Türkiye'de kapalı site beklentisi var mı?
Türkiye'de 1980 sonrası 'Kaliteli Yaşam' arayışları sonucunda, kapalı konut siteleri oluşmaya başladı. Ancak günümüzde, insanların gerçekten kapalı site beklentisi var mı? Yoksa bu bir statü göstergesi midir? Sorusu hala netlik kazanamamıştır.
Türkiye'de 1980 sonrası ortaya çıkan yeni kentlilerin 'Kaliteli Yaşam' arayışları sonucunda, kapalı konut siteleri oluşmaya başladı. Ancak günümüzde, insanların gerçekten kapalı site beklentisi var mı? Yoksa bu bir statü göstergesi midir?

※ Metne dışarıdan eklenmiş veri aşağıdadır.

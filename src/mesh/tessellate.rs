// SPDX-License-Identifier: Apache-2.0
// Copyright (c) 2025 Polyframe Inc.

//! Face tessellation into flat triangle buffers
//!
//! Every face of a body is triangulated in its own plane and appended to
//! one [`Mesh`]. Vertices are emitted per face with the face normal, so
//! the output is flat-shaded and shared edges do not share mesh vertices.

use serde::{Deserialize, Serialize};

use nalgebra::Point3;

use crate::error::{KernelError, Result};
use crate::mesh::Mesh;
use crate::topo::{BodyId, FaceId, TopoModel};

/// Default angular deviation bound, radians (5 degrees).
pub const DEFAULT_ANGULAR_TOLERANCE: f64 = std::f64::consts::PI / 36.0;

/// Default chordal deviation bound, model units.
pub const DEFAULT_CHORD_TOLERANCE: f64 = 0.01;

/// Refinement bounds for tessellation.
///
/// Planar faces triangulate exactly, so neither bound influences the
/// output today. Both are validated anyway: callers with a bad
/// configuration should hear about it now, not when curved surface
/// support lands.
#[derive(Debug, Clone, Copy, PartialEq, Serialize, Deserialize)]
pub struct TessellationOptions {
    /// Maximum angle between the surface normal and the facet normal.
    pub angular_tolerance: f64,
    /// Maximum distance between the surface and the facet.
    pub chord_tolerance: f64,
}

impl Default for TessellationOptions {
    fn default() -> Self {
        Self {
            angular_tolerance: DEFAULT_ANGULAR_TOLERANCE,
            chord_tolerance: DEFAULT_CHORD_TOLERANCE,
        }
    }
}

impl TessellationOptions {
    pub fn validate(&self) -> Result<()> {
        if !self.angular_tolerance.is_finite() || self.angular_tolerance <= 0.0 {
            return Err(KernelError::InvalidParameter(format!(
                "angular tolerance must be positive and finite, got {}",
                self.angular_tolerance
            )));
        }
        if !self.chord_tolerance.is_finite() || self.chord_tolerance <= 0.0 {
            return Err(KernelError::InvalidParameter(format!(
                "chord tolerance must be positive and finite, got {}",
                self.chord_tolerance
            )));
        }
        Ok(())
    }
}

/// Tessellate every face of a body into one flat-shaded mesh.
///
/// The result satisfies the mesh contract: `positions` and `normals` are
/// parallel, `indices.len()` is a multiple of three, and every index is
/// in range. Triangles are wound counterclockwise when viewed from the
/// face normal side.
pub fn tessellate(model: &TopoModel, body: BodyId, options: &TessellationOptions) -> Result<Mesh> {
    options.validate()?;
    let faces = model.body_faces(body)?;

    let mut mesh = Mesh::with_capacity(faces.len() * 4, faces.len() * 2);
    for face in faces {
        let normal = model.face(face)?.plane.normal;
        let (points, triangles) = face_triangles(model, face)?;

        let base: Vec<u32> = points
            .into_iter()
            .map(|p| mesh.add_vertex(p, normal))
            .collect();
        for [a, b, c] in triangles {
            mesh.add_triangle(base[a], base[b], base[c]);
        }
    }
    Ok(mesh)
}

/// Triangulate one face in its own plane.
///
/// Returns the face's boundary points (outer loop first, then holes in
/// loop order) and triangles indexing into that list, wound
/// counterclockwise about the face normal. Also backs point-in-solid
/// classification and volume integration, which only need the triangles.
pub(crate) fn face_triangles(
    model: &TopoModel,
    face: FaceId,
) -> Result<(Vec<Point3<f64>>, Vec<[usize; 3]>)> {
    let plane = model.face(face)?.plane;
    let (u, v) = plane.basis();

    let loops = model.face_loops(face)?;
    let mut points = Vec::new();
    let mut flat = Vec::new();
    let mut hole_indices = Vec::new();
    for (i, loop_id) in loops.iter().enumerate() {
        if i > 0 {
            hole_indices.push(flat.len() / 2);
        }
        for p in model.loop_positions(*loop_id)? {
            let (x, y) = plane.project(&u, &v, &p);
            flat.push(x);
            flat.push(y);
            points.push(p);
        }
    }

    let mut triangles = if hole_indices.is_empty() {
        triangulate_simple(&flat)?
    } else {
        earcut(&flat, &hole_indices)?
    };
    orient_ccw(&flat, &mut triangles);
    Ok((points, triangles))
}

/// Triangulate a hole-free ring: direct for triangles, fan for small
/// convex rings, ear clipping otherwise.
fn triangulate_simple(flat: &[f64]) -> Result<Vec<[usize; 3]>> {
    let n = flat.len() / 2;
    if n == 3 {
        return Ok(vec![[0, 1, 2]]);
    }
    if n <= 8 && is_convex(flat) {
        return Ok((1..n - 1).map(|i| [0, i, i + 1]).collect());
    }
    earcut(flat, &[])
}

fn earcut(flat: &[f64], hole_indices: &[usize]) -> Result<Vec<[usize; 3]>> {
    let indices = earcutr::earcut(flat, hole_indices, 2)
        .map_err(|e| KernelError::DegenerateGeometry(format!("triangulation failed: {e:?}")))?;
    Ok(indices.chunks_exact(3).map(|c| [c[0], c[1], c[2]]).collect())
}

/// All cross products around the ring share a sign.
fn is_convex(flat: &[f64]) -> bool {
    let n = flat.len() / 2;
    let at = |i: usize| (flat[2 * (i % n)], flat[2 * (i % n) + 1]);
    let mut sign = 0i8;
    for i in 0..n {
        let (x0, y0) = at(i);
        let (x1, y1) = at(i + 1);
        let (x2, y2) = at(i + 2);
        let cross = (x1 - x0) * (y2 - y1) - (y1 - y0) * (x2 - x1);
        if cross.abs() > 1e-10 {
            let current = if cross > 0.0 { 1i8 } else { -1i8 };
            if sign == 0 {
                sign = current;
            } else if sign != current {
                return false;
            }
        }
    }
    true
}

/// Flip any clockwise triangle so all come out counterclockwise in the
/// projection, which is counterclockwise about the face normal.
fn orient_ccw(flat: &[f64], triangles: &mut [[usize; 3]]) {
    for tri in triangles.iter_mut() {
        let (ax, ay) = (flat[2 * tri[0]], flat[2 * tri[0] + 1]);
        let (bx, by) = (flat[2 * tri[1]], flat[2 * tri[1] + 1]);
        let (cx, cy) = (flat[2 * tri[2]], flat[2 * tri[2] + 1]);
        let doubled = (bx - ax) * (cy - ay) - (by - ay) * (cx - ax);
        if doubled < 0.0 {
            tri.swap(1, 2);
        }
    }
}

#[cfg(test)]
mod tests {
    use super::*;
    use crate::primitives::{create_box, BoxParams};
    use crate::tolerance::ToleranceContext;
    use nalgebra::Vector3;

    fn unit_frame(model: &mut TopoModel, half: f64, hole_half: f64) -> FaceId {
        let ring: Vec<_> = [
            (-half, -half),
            (half, -half),
            (half, half),
            (-half, half),
        ]
        .iter()
        .map(|&(x, y)| model.create_vertex(Point3::new(x, y, 0.0)).unwrap())
        .collect();
        let hole: Vec<_> = [
            (-hole_half, -hole_half),
            (hole_half, -hole_half),
            (hole_half, hole_half),
            (-hole_half, hole_half),
        ]
        .iter()
        .map(|&(x, y)| model.create_vertex(Point3::new(x, y, 0.0)).unwrap())
        .collect();
        model.create_face(&ring, &[hole]).unwrap()
    }

    #[test]
    fn test_box_tessellation_buffer_contract() {
        let mut model = TopoModel::new(ToleranceContext::default());
        let body = create_box(&mut model, &BoxParams::new(Point3::origin(), 2.0, 3.0, 4.0)).unwrap();
        let mesh = tessellate(&model, body, &TessellationOptions::default()).unwrap();

        assert_eq!(mesh.vertex_count(), 24);
        assert_eq!(mesh.triangle_count(), 12);
        assert_eq!(mesh.positions.len(), mesh.normals.len());
        assert_eq!(mesh.indices.len() % 3, 0);
        let max = *mesh.indices.iter().max().unwrap() as usize;
        assert!(max < mesh.vertex_count());
    }

    #[test]
    fn test_box_tessellation_bounds_and_normals() {
        let mut model = TopoModel::new(ToleranceContext::default());
        let body = create_box(&mut model, &BoxParams::new(Point3::origin(), 2.0, 2.0, 2.0)).unwrap();
        let mesh = tessellate(&model, body, &TessellationOptions::default()).unwrap();

        let bounds = mesh.bounds();
        assert!((bounds.min.x - -1.0).abs() < 1e-6);
        assert!((bounds.max.z - 1.0).abs() < 1e-6);

        // Flat shading on a box: every normal is a unit axis vector.
        for chunk in mesh.normals.chunks_exact(3) {
            let n = Vector3::new(chunk[0] as f64, chunk[1] as f64, chunk[2] as f64);
            assert!((n.norm() - 1.0).abs() < 1e-5);
            let components = [n.x.abs(), n.y.abs(), n.z.abs()];
            let near_axis = components
                .iter()
                .filter(|c| (**c - 1.0).abs() < 1e-5)
                .count();
            assert_eq!(near_axis, 1);
        }
    }

    #[test]
    fn test_face_with_hole_triangulates_annulus_area() {
        let mut model = TopoModel::new(ToleranceContext::default());
        let face = unit_frame(&mut model, 2.0, 1.0);

        let (points, triangles) = face_triangles(&model, face).unwrap();
        assert_eq!(points.len(), 8);
        assert!(!triangles.is_empty());

        let mut area = 0.0;
        for [a, b, c] in &triangles {
            let (p0, p1, p2) = (points[*a], points[*b], points[*c]);
            area += ((p1 - p0).cross(&(p2 - p0))).norm() / 2.0;
        }
        // Outer 4x4 minus hole 2x2.
        assert!((area - 12.0).abs() < 1e-9);
    }

    #[test]
    fn test_triangles_wound_with_face_normal() {
        let mut model = TopoModel::new(ToleranceContext::default());
        let face = unit_frame(&mut model, 2.0, 1.0);
        let normal = model.face(face).unwrap().plane.normal;

        let (points, triangles) = face_triangles(&model, face).unwrap();
        for [a, b, c] in triangles {
            let (p0, p1, p2) = (points[a], points[b], points[c]);
            let cross = (p1 - p0).cross(&(p2 - p0));
            assert!(cross.dot(&normal) > 0.0);
        }
    }

    #[test]
    fn test_options_validation() {
        assert!(TessellationOptions::default().validate().is_ok());

        let zero_angle = TessellationOptions {
            angular_tolerance: 0.0,
            ..Default::default()
        };
        assert!(matches!(
            zero_angle.validate(),
            Err(KernelError::InvalidParameter(_))
        ));

        let negative_chord = TessellationOptions {
            chord_tolerance: -0.5,
            ..Default::default()
        };
        assert!(negative_chord.validate().is_err());

        let nan_chord = TessellationOptions {
            chord_tolerance: f64::NAN,
            ..Default::default()
        };
        assert!(nan_chord.validate().is_err());
    }

    #[test]
    fn test_tessellate_rejects_bad_options() {
        let mut model = TopoModel::new(ToleranceContext::default());
        let body = create_box(&mut model, &BoxParams::cube(Point3::origin(), 1.0)).unwrap();
        let bad = TessellationOptions {
            angular_tolerance: -1.0,
            ..Default::default()
        };
        assert!(tessellate(&model, body, &bad).is_err());
    }

    #[test]
    fn test_tessellate_stale_body() {
        let mut model = TopoModel::new(ToleranceContext::default());
        let body = create_box(&mut model, &BoxParams::cube(Point3::origin(), 1.0)).unwrap();
        model.delete_body(body).unwrap();
        assert!(tessellate(&model, body, &TessellationOptions::default()).is_err());
    }
}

Sorusu hala netlik kazanamamıştır.
2000'lİ yıllar; özelleştirmenin hız kazandığı ve kent parçalarının özel sektör işbirliğiyle ilk defa "dönüşüm" stratejilerinin izlendiği yıllardır.
Sanayinin kent dışına çıkarılması, desentralizasyon, (Yerelleştirmek, kamu yönetiminde, yönetim yetki ve sorumluluğunun, yerel kamu otoritelerinin daha geniş bir serbestiye sahip kılınmaları için kısmen merkezi yönetimden yerel yönetimlere bırakılması, yerinden yönetim) uygulaması başlatılmıştır. Ayrıca ulaşım akslarının çevre yollarının yapımıyla her yöne erişilebilirlik artmış ve kent çevrelerinde lüks konutların yapımı gerçekleştirilmiştir. İstanbul, İzmir gibi büyük kentlerde, kent dışında siteler yapıldı. Bu konut yerleşmelerinin hemen yakınında, liberal ekonominin de etkisiyle, fizik mekânda değişimler gerçekleşerek, kentlerin hemen dışına değişik işlevleri de bünyesinde toplayan (sinema, tiyatro, spor tesisleri gibi) büyük alışveriş merkezleri de yer almıştır.
Alışveriş merkezlerinin kısa deyimiyle AVMler çoğalmaya başlayınca, kent merkezleri de nüfus kaybetmeye doğru gitmiştir, özellikle tarihi dokularda çöküntü bölgeleri artmaya devam etmiştir. Yine bu yıllarda ilk defa dönüşüm, bir strateji olarak tanımlanmış ve bazı metropollerde buna yönelik eylem planları hazırlatılmıştır. Bu yaklaşımla bazı kentsel alanlarda dönüşüm uygulamaları yapılmaya başlanmıştır. Bunun yanı sıra tarihi konut alanlarında özellikle merkezde yer alan çöküntü bölgelerinde dönüşüm ve yenileme çalışmaları başlamış, soylulaştırma ve koruma çalışmaları hız kazanmıştır. Kimi konut bölgelerinde ise apartman alanlarının iyileştirmesi niteliğinde çalışmalar yapılmaktadır.
Kapalı site kavramı, şehrin içindeki sosyal ve ekonomik dengesizlikler sonucunda ortaya çıkmıştır. İlk olarak da gelir dengesizliğinin çok olduğu ülkelerde tercih edilmiştir. Bunlar, Güney Amerika ülkeleri ve Çin başta olmak üzere hızla gelişen Asya ülkeleridir.
Kapalı siteleri yaparken asıl amaç bir bölgenin içinde kurtarılmış bölgeler oluşturmaktı ama zamanla gettolaşmaya gitmiştir bu durum. Kapalı siteler İstanbul'da öncelikle bir tercih olarak ortaya çıkmıştır. İnsanlar bu siteleri daha güvenlikli diye tercih etliler. 99 depremi bu tercihlerin daha da artmasına sebep olmuştur. Bu tarihlerde birçok insan şehir merkezini daha tehlikeli bularak daha güvenli buldukları şehir dışındaki sitelere yerleşmeye başladı. Çekmeköy'ün Çekmeköy olduğu, Ümraniye'nin Ümraniye olduğu zaman tam da bu tarihlere denk gelir.
İnsanların kapalı siteleri tercih etmesinin başında, sağlam zemin, yeni binalar, güvenlikli bir sosyal çevre beklentileri bulunuyordu. 40-45 yaşlarında, çocukları ilkokul-ortaokulda olan aileler için alanlar oluşturuldu.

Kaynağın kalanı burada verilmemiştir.